> Exercise prompt
Each line of the data that mentions the string "previous" needs to be identified and copied.

:::::

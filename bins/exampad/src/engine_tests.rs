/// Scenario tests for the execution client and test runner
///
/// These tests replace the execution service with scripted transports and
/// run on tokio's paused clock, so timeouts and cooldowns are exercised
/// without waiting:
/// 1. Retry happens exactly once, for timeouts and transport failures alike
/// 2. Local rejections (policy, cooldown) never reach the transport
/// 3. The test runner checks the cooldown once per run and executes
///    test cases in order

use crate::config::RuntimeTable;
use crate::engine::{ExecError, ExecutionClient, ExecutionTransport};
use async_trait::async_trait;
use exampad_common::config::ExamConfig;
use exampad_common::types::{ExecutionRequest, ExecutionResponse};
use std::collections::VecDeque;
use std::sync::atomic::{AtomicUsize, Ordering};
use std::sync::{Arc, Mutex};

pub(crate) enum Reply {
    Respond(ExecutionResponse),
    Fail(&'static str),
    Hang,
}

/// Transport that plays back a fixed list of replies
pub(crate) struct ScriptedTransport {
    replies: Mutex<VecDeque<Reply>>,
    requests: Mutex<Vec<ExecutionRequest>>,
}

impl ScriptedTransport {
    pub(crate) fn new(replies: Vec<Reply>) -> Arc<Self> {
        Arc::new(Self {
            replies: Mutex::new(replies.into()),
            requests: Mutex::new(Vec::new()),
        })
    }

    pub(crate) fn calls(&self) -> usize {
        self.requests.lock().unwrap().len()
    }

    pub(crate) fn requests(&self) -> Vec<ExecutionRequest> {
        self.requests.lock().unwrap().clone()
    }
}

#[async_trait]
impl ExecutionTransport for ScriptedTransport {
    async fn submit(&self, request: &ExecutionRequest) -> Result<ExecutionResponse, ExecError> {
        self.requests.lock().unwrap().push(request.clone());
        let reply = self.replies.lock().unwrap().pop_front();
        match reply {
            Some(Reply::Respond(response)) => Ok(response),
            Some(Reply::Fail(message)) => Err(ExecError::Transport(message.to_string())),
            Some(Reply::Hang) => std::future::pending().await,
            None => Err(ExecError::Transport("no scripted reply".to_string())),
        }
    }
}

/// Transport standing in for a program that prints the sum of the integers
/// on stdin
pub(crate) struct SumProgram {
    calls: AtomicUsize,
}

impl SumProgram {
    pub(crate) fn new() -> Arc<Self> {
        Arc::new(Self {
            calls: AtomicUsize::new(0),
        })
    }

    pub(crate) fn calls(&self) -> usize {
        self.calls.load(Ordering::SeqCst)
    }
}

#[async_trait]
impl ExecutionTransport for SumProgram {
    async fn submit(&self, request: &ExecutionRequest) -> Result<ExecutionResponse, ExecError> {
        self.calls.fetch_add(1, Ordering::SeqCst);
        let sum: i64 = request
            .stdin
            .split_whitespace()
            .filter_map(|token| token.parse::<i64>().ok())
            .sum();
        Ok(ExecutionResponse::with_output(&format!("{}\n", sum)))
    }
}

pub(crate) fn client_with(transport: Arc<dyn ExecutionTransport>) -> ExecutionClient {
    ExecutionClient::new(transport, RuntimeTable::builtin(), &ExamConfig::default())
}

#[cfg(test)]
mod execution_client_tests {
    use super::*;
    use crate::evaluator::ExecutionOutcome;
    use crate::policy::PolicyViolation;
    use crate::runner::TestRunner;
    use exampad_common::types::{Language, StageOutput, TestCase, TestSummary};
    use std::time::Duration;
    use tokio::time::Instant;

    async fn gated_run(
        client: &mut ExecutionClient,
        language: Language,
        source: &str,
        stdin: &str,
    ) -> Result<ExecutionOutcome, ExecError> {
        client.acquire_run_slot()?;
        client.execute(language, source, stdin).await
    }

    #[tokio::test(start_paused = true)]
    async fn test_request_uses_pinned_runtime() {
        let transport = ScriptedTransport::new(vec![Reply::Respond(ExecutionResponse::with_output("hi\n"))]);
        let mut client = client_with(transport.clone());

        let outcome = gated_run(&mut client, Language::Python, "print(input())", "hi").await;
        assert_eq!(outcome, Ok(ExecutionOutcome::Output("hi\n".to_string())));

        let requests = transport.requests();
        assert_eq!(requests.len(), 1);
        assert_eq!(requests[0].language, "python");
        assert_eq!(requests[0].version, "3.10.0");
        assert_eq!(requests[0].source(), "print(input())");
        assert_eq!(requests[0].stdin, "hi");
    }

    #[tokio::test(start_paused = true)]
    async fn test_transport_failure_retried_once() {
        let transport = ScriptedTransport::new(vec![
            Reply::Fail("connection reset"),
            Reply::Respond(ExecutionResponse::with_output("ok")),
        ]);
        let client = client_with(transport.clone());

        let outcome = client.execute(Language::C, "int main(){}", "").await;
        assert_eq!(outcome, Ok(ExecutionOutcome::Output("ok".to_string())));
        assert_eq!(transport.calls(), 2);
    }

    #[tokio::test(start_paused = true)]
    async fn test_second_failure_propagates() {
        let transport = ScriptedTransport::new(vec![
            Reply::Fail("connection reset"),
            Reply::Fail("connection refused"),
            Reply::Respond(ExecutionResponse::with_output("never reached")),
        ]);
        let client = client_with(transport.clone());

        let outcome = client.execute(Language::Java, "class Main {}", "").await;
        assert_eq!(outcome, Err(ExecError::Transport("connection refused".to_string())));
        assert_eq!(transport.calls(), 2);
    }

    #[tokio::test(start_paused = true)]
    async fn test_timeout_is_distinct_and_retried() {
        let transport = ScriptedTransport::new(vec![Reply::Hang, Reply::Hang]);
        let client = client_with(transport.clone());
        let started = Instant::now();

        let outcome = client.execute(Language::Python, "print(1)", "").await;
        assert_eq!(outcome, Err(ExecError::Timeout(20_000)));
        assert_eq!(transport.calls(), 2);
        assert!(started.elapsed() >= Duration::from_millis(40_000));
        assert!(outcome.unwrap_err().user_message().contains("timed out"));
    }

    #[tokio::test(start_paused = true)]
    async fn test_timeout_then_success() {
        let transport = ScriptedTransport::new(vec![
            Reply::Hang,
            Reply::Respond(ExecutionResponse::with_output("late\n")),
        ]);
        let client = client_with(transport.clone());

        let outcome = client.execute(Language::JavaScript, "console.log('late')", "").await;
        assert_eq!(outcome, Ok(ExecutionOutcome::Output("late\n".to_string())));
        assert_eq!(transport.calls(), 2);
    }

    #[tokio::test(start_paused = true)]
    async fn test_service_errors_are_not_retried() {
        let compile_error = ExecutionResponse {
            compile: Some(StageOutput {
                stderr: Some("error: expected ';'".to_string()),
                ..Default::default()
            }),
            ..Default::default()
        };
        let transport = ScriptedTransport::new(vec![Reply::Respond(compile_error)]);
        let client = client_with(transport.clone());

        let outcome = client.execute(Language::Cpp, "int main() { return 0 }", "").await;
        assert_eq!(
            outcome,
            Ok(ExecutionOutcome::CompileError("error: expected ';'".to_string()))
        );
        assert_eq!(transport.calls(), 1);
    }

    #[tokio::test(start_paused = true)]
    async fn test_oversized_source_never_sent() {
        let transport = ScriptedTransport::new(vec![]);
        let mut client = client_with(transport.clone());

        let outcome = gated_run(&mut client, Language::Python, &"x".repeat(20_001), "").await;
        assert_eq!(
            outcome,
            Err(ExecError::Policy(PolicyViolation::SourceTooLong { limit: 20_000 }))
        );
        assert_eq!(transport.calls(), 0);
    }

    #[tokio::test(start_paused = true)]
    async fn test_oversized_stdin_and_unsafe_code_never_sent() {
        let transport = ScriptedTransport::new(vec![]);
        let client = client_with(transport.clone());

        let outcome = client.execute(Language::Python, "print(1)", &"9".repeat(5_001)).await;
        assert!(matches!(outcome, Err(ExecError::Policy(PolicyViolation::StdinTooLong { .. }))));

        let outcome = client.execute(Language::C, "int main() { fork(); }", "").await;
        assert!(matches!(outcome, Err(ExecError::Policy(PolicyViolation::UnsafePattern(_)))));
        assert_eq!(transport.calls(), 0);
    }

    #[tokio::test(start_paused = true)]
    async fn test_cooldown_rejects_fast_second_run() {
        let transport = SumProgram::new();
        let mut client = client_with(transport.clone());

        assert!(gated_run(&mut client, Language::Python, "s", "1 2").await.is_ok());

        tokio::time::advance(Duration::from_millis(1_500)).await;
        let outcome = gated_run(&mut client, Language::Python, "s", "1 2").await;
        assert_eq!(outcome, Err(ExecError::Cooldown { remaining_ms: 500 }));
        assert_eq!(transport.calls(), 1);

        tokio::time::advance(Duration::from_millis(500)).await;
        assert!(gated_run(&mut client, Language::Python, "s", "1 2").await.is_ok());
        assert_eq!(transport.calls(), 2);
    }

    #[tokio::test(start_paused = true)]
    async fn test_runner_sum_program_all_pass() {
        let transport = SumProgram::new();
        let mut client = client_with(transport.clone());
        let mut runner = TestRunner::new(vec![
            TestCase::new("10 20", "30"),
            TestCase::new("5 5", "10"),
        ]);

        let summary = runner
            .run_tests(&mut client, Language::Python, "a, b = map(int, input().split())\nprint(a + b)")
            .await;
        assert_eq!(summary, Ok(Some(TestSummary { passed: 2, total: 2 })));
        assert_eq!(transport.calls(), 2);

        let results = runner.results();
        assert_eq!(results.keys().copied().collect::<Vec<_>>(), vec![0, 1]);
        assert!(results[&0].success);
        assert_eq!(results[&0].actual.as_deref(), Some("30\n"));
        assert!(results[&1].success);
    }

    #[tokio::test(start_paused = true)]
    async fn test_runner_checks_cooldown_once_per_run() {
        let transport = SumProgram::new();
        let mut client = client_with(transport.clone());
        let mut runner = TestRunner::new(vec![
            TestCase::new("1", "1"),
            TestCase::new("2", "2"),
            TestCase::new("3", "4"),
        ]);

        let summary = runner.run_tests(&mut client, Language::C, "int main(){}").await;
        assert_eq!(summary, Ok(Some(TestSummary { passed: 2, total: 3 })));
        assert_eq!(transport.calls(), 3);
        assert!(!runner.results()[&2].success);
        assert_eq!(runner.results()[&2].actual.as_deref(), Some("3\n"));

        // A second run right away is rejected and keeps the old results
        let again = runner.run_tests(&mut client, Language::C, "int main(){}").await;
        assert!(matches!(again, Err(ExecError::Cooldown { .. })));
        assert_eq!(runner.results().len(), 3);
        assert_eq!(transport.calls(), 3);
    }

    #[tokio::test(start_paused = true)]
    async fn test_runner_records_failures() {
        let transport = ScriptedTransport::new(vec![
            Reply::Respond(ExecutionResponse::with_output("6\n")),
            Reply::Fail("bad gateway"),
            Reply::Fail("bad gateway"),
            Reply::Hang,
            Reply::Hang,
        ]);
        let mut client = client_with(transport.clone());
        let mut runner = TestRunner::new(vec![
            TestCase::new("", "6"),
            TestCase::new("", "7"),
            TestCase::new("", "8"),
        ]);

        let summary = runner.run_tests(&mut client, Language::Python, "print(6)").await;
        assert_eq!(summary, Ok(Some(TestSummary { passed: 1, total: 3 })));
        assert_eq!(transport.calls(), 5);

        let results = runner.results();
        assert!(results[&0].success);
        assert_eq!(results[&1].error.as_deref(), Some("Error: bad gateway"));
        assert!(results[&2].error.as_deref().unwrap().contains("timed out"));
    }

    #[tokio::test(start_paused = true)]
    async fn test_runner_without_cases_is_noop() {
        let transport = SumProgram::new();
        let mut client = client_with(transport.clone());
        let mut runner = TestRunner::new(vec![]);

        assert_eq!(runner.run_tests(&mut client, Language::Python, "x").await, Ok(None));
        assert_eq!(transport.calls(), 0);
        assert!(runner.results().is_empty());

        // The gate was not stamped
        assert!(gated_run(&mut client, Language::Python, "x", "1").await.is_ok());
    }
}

:::::

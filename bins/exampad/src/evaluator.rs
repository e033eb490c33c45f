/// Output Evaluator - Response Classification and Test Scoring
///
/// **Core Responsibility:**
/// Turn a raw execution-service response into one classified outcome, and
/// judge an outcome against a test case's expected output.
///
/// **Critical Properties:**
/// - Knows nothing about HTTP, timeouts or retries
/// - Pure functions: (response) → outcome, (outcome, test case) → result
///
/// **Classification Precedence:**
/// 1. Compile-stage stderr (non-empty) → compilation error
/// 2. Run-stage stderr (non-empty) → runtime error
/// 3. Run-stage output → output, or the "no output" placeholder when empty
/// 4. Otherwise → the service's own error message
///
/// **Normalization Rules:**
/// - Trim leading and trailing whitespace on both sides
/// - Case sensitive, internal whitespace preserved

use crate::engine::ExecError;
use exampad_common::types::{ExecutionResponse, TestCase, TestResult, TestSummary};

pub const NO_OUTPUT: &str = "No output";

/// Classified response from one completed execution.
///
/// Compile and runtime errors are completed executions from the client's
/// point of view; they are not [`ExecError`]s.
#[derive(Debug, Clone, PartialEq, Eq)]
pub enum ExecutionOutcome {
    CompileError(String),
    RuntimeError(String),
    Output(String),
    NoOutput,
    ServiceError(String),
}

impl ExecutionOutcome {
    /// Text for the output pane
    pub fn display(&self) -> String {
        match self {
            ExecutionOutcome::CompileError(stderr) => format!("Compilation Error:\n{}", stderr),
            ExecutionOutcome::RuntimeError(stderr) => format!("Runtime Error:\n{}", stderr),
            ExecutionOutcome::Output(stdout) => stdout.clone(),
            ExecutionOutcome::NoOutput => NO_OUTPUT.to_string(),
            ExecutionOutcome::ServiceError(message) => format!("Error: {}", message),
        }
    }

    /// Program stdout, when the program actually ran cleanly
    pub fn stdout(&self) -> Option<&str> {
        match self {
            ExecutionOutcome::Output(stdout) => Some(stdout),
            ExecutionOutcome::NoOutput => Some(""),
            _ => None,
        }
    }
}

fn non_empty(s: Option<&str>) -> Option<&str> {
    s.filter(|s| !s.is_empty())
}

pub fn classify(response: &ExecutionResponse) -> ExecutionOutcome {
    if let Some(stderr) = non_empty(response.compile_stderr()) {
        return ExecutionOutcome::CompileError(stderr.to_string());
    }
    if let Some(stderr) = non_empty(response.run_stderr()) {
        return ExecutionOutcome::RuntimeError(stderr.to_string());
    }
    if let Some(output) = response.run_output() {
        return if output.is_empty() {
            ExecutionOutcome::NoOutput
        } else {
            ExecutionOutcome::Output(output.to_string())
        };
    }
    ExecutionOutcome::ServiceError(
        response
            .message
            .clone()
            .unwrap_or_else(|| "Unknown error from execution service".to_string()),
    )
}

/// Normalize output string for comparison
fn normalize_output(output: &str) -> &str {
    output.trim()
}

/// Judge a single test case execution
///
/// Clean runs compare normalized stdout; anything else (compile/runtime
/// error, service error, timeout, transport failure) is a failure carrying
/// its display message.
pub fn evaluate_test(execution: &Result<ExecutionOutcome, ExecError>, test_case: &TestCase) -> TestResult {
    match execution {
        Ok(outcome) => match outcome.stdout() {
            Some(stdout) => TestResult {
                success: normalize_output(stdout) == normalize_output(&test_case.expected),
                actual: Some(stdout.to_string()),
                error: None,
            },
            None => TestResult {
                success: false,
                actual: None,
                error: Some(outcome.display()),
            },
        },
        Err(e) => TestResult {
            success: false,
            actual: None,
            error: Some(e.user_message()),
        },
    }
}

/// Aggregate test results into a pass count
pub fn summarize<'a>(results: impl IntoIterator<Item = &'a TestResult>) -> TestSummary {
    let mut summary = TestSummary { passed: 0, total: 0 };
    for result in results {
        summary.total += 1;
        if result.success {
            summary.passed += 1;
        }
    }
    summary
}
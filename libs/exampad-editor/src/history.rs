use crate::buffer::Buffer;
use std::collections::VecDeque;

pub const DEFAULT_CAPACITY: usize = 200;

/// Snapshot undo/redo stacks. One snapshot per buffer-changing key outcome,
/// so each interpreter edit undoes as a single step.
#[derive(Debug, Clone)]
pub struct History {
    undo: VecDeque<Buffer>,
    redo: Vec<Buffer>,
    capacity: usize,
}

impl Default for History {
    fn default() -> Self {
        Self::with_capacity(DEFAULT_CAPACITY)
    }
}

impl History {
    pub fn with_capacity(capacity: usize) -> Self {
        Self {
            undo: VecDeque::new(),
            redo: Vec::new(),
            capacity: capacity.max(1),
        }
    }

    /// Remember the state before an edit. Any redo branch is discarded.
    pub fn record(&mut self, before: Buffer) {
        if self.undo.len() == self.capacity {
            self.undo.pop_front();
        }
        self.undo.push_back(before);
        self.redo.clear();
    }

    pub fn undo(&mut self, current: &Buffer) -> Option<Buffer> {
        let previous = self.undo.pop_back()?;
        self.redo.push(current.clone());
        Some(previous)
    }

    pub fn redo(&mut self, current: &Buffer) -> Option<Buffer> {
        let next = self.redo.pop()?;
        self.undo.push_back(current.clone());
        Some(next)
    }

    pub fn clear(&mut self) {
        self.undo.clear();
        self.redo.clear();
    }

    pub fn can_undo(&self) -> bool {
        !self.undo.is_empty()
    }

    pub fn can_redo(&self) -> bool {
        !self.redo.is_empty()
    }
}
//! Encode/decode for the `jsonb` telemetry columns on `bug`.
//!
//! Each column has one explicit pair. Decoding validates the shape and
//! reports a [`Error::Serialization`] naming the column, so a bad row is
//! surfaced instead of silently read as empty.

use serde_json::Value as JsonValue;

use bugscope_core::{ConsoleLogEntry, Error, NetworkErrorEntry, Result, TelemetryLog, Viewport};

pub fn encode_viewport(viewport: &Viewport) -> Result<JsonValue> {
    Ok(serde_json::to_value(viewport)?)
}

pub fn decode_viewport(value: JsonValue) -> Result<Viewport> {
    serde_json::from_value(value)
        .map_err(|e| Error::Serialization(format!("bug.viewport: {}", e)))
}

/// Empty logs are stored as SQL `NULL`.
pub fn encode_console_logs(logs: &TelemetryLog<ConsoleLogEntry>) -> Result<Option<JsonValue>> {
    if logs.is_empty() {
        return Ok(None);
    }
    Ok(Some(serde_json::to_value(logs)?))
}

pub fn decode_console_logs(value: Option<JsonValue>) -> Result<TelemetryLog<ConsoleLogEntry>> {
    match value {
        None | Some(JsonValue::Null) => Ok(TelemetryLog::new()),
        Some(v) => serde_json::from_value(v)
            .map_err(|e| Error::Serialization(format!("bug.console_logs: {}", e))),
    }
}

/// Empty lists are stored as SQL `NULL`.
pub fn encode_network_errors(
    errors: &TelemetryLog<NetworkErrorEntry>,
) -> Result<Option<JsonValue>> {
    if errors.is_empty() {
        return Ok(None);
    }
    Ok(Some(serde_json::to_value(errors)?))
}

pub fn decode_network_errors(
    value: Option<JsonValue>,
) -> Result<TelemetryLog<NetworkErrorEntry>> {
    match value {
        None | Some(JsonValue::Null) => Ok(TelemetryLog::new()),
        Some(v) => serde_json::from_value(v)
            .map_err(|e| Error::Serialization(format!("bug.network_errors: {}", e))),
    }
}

:::::

> Exercise solution
        let previous = self.undo.pop_back()?;
        Some(previous)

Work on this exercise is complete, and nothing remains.